A simple blood test is able to detect HIV. These are available at sexual health clinics, charity clinics such as Terrence Higgins Trust, and some GP surgeries. Home sampling and self-test kits are often able via post in many parts of the UK.

What can happen when someone has HIV?

In the early stages of HIV infection, there may be no symptoms present. However, as the virus spreads within the body and the healthy CD4 T cell count drops, this can lead to AIDS. AIDS is a potentially life-threatening condition because it makes people vulnerable to opportunistic infections such as pneumocystis pneumonia, and viral-induced cancers such as Kaposi’s sarcoma.
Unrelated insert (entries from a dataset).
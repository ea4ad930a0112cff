use std::fmt;

/// Fixed-point decimal with 4 decimal places, stored as a scaled integer.
///
/// Used for unit prices and order totals so that `price * quantity` is exact.
#[derive(Debug, Clone, Copy, PartialEq, Eq, PartialOrd, Ord, Hash, Default)]
pub struct Amount(i64);

impl Amount {
    const SCALE: i64 = 10_000;

    pub const ZERO: Amount = Amount(0);

    pub fn from_float(value: f64) -> Self {
        Amount((value * Self::SCALE as f64).round() as i64)
    }

    /// Like [`Amount::from_float`], but `None` for values that are not
    /// finite or do not fit.
    pub fn checked_from_float(value: f64) -> Option<Self> {
        let scaled = (value * Self::SCALE as f64).round();
        // i64::MAX as f64 rounds up to 2^63, which is itself out of range
        if scaled.is_finite() && scaled >= i64::MIN as f64 && scaled < i64::MAX as f64 {
            Some(Amount(scaled as i64))
        } else {
            None
        }
    }

    pub fn from_scaled(value: i64) -> Self {
        Amount(value)
    }

    /// Whole currency units, e.g. `Amount::from_units(40)` is `40.0`.
    pub fn from_units(value: i64) -> Self {
        Amount(value * Self::SCALE)
    }

    pub fn is_negative(&self) -> bool {
        self.0 < 0
    }

    /// Line total, or `None` if it does not fit.
    pub fn checked_mul(self, quantity: u32) -> Option<Amount> {
        self.0.checked_mul(i64::from(quantity)).map(Amount)
    }
}

impl fmt::Display for Amount {
    fn fmt(&self, f: &mut fmt::Formatter<'_>) -> fmt::Result {
        let sign = if self.0 < 0 { "-" } else { "" };
        let abs = self.0.abs();
        let whole = abs / Self::SCALE;
        let frac = abs % Self::SCALE;
        if frac == 0 {
            return write!(f, "{sign}{whole}");
        }
        let digits = format!("{frac:04}");
        write!(f, "{sign}{whole}.{}", digits.trim_end_matches('0'))
    }
}

impl std::ops::Add for Amount {
    type Output = Self;

    fn add(self, rhs: Self) -> Self::Output {
        Amount(self.0 + rhs.0)
    }
}

impl std::ops::AddAssign for Amount {
    fn add_assign(&mut self, rhs: Self) {
        self.0 += rhs.0;
    }
}

/// Line total: unit price times a quantity, saturating at the bounds.
impl std::ops::Mul<u32> for Amount {
    type Output = Self;

    fn mul(self, rhs: u32) -> Self::Output {
        Amount(self.0.saturating_mul(i64::from(rhs)))
    }
}

impl std::iter::Sum for Amount {
    fn sum<I: Iterator<Item = Self>>(iter: I) -> Self {
        iter.fold(Amount::ZERO, |acc, a| acc + a)
    }
}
It is also associated with severe weight loss. In 2016, 442 people died from AIDS-related illnesses in the UK2; however, with the correct treatment AIDS is, fortunately, becoming more and more presentable.

How can HIV be treated?

There is still no cure for HIV, but treatment is now enabling many affected people to live their lives normally. Antiretroviral Therapy (ART) should be started immediately as it is used to slow down the replication and spread of the virus in the body. The viral load is measured by a blood test to monitor the effectiveness of the treatment, with most people reaching an undetectably low level of HIV within 6 months of starting ART7. The risk of transmission of HIV from a person on ART has also been shown to be reduced8.

In an emergency, Post-Exposure Prophylaxis (PEP) should be started within 72 hours of coming into contact with HIV to reduce the risk of becoming infected.

Of course, prevention is better than cure, so avoiding having sex without a condom or sharing needles will greatly reduce the risk of becoming infected with HIV.


This article is for information only and should not be used for the diagnosis or treatment of medical conditions. myHealthSpecialist makes no representations as to the accuracy or completeness of any of the information in this article or found by following any link from this article. Please consult a doctor or other healthcare professional for medical advice.